In 1959, Alfred Ayer, the foremost advocate of logical positivism, published an anthology of essays written by bright men earlier in the century who had committed themselves to reconstructing philosophy uncontaminated by metaphysics. The book was called Logical Positivism. In the next three years several books were published demolishing the pretensions of positivism. Karl Popper's The Logic of Scientific Discovery, Thomas Kuhn's The Structure of Scientific Revolutions were two of these books. Philosophy swims in metaphysics like a fish swims in water. At the time, the years 1959 to 1962 being my first three as a Baha'i, I was beginning to swim in new metaphysical waters. I knew nothing of logical positivism or metaphysics, but I was clearly attracted to the poetry and the narrative I found in the Baha'i Faith. It was poetry and narrative that invited reflection on the nature of my culture and humanity itself. -Ron Price with thanks to Evan Cameron, "Post-Theory: Reconstructing Film Studies," Philosophy and Literature, Vol. 21, No.2, pp.492-494; and Hayden White, "The Value of Narrativity in the Representation of Reality," Critical Inquiry, Summer 1981.
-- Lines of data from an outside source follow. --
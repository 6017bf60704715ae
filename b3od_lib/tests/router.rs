use std::time::Duration;

use b3od_lib::{B3Client, B3Error, Backend, DateSelection, FetchConfig, Value};
use chrono::NaiveDate;
use serde_json::json;
use wiremock::matchers::{method, path};
use wiremock::{Mock, MockServer, ResponseTemplate};

fn client(server: &MockServer) -> B3Client {
    B3Client::new(FetchConfig {
        connect_retries: 1,
        backoff_factor: 0.0,
        backoff_max: Duration::from_millis(10),
        timeout: Duration::from_secs(5),
        concurrency: 2,
        ..FetchConfig::with_base_url(&server.uri())
    })
}

/// Mounts a one-page economic indicator table for `date` with `rows` rows.
async fn mount_single_page(server: &MockServer, date: &str, rows: usize) {
    let values: Vec<_> = (0..rows)
        .map(|i| json!([date, "DI1", format!("DI1F{}", 22 + i), "Taxa DI", 6.15]))
        .collect();
    let body = json!({
        "pageCount": 1,
        "columns": [
            {"name": "RptDt"}, {"name": "Asst"}, {"name": "TckrSymb"},
            {"name": "EcncIndDesc"}, {"name": "PricVal"}
        ],
        "values": values
    });
    Mock::given(method("GET"))
        .and(path(format!(
            "/tabelas/table/EconomicIndicatorPrice/{}/1",
            date
        )))
        .respond_with(ResponseTemplate::new(200).set_body_raw(body.to_string(), "application/json"))
        .mount(server)
        .await;
}

async fn expect_no_requests(server: &MockServer) {
    Mock::given(method("GET"))
        .respond_with(ResponseTemplate::new(200))
        .expect(0)
        .mount(server)
        .await;
}

#[tokio::test]
async fn unknown_table_sends_nothing() {
    let server = MockServer::start().await;
    expect_no_requests(&server).await;

    let err = client(&server)
        .download("NoSuchTable", "2021-09-28")
        .await
        .unwrap_err();
    match err {
        B3Error::UnknownTable { table, available } => {
            assert_eq!(table, "NoSuchTable");
            assert!(available.contains("EconomicIndicatorPrice"));
        }
        other => panic!("unexpected error: {:?}", other),
    }
}

#[tokio::test]
async fn invalid_date_sends_nothing() {
    let server = MockServer::start().await;
    expect_no_requests(&server).await;

    let client = client(&server);
    let err = client
        .download("EconomicIndicatorPrice", "28/09/2021")
        .await
        .unwrap_err();
    assert!(matches!(err, B3Error::InvalidDate(_)));

    let err = client
        .download(
            "EconomicIndicatorPrice",
            vec!["2021-09-27", "not a date", "2021-09-29"],
        )
        .await
        .unwrap_err();
    assert!(matches!(err, B3Error::InvalidDate(_)));
}

#[tokio::test]
async fn position_limits_have_no_pages() {
    let server = MockServer::start().await;
    expect_no_requests(&server).await;

    let err = client(&server)
        .download_with("PositionLimits", "2021-09-28", Backend::Pages)
        .await
        .unwrap_err();
    assert!(matches!(err, B3Error::UnsupportedBackend { .. }));
}

#[tokio::test]
async fn single_date_uses_pages_by_default() {
    let server = MockServer::start().await;
    mount_single_page(&server, "2021-09-28", 3).await;

    let frame = client(&server)
        .economic_indicators(NaiveDate::from_ymd_opt(2021, 9, 28).unwrap())
        .await
        .unwrap();
    assert_eq!(frame.len(), 3);
    assert_eq!(frame.rows()[2][2], Value::Text("DI1F24".into()));
}

#[tokio::test]
async fn many_dates_are_stacked() {
    let server = MockServer::start().await;
    let dates = ["2021-09-27", "2021-09-28", "2021-09-29"];
    for date in dates {
        mount_single_page(&server, date, 2).await;
    }

    let frame = client(&server)
        .download("EconomicIndicatorPrice", DateSelection::many(dates))
        .await
        .unwrap();
    assert_eq!(frame.len(), 6);

    let report_dates: Vec<NaiveDate> = frame
        .column("RptDt")
        .unwrap()
        .filter_map(Value::as_date)
        .collect();
    let expected: Vec<NaiveDate> = dates
        .iter()
        .flat_map(|d| {
            let d = NaiveDate::parse_from_str(d, "%Y-%m-%d").unwrap();
            [d, d]
        })
        .collect();
    assert_eq!(report_dates, expected);
}

#[tokio::test]
async fn one_failing_date_fails_the_call() {
    let server = MockServer::start().await;
    mount_single_page(&server, "2021-09-27", 2).await;
    Mock::given(method("GET"))
        .and(path("/tabelas/table/EconomicIndicatorPrice/2021-09-28/1"))
        .respond_with(ResponseTemplate::new(500))
        .mount(&server)
        .await;
    mount_single_page(&server, "2021-09-29", 2).await;

    let err = client(&server)
        .download(
            "EconomicIndicatorPrice",
            vec!["2021-09-27", "2021-09-28", "2021-09-29"],
        )
        .await
        .unwrap_err();
    assert_eq!(err.status(), Some(500));
}

#[tokio::test]
async fn download_backend_uses_redirect() {
    let server = MockServer::start().await;
    Mock::given(method("GET"))
        .and(path("/api/download/requestname"))
        .respond_with(ResponseTemplate::new(200).set_body_raw(
            r#"{"redirectUrl": "~/download/?token=t"}"#,
            "application/json",
        ))
        .expect(1)
        .mount(&server)
        .await;
    Mock::given(method("GET"))
        .and(path("/api/download/"))
        .respond_with(ResponseTemplate::new(200).set_body_raw(
            "Status do Arquivo: Final\nRptDt;Asst;TckrSymb;EcncIndDesc;PricVal\n2021-09-28;DI1;DI1F22;Taxa DI;6,15\n",
            "text/csv",
        ))
        .expect(1)
        .mount(&server)
        .await;

    let frame = client(&server)
        .download_with("EconomicIndicatorPrice", "20210928", Backend::Download)
        .await
        .unwrap();
    assert_eq!(frame.len(), 1);
    assert_eq!(frame.rows()[0][4], Value::Float(6.15));
}

#[tokio::test]
async fn connection_refused_is_transport_error() {
    let port = {
        let listener = std::net::TcpListener::bind("127.0.0.1:0").unwrap();
        listener.local_addr().unwrap().port()
    };
    let client = B3Client::new(FetchConfig {
        connect_retries: 1,
        backoff_factor: 0.0,
        ..FetchConfig::with_base_url(&format!("http://127.0.0.1:{}", port))
    });

    let err = client
        .download("EconomicIndicatorPrice", "2021-09-28")
        .await
        .unwrap_err();
    assert!(err.is_transport());
}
The story was simply there,

like life itself:

international,

transhistorical,

transcultural---

not really a problem,

rather--a solution.

Helped me translate

knowing into telling,

took my life, what I'd done

and fashioned a form,

structures of meaning,

but slowly, faintly, like a star.



The story was translated

into my world in southern Ontario

by the lake on Seneca Street

where I played baseball

without fundamental damage

to me or the story.



And so it was that I began that drama,

only possible with those whom

you share a common history,

a drama of the invisibility

of interior experience,

the place where feelings lie hidden

and we have few words, if any,

for what happens inside us,

where we feel defeat

at the problem's enormity,

where we have trouble naming what we see.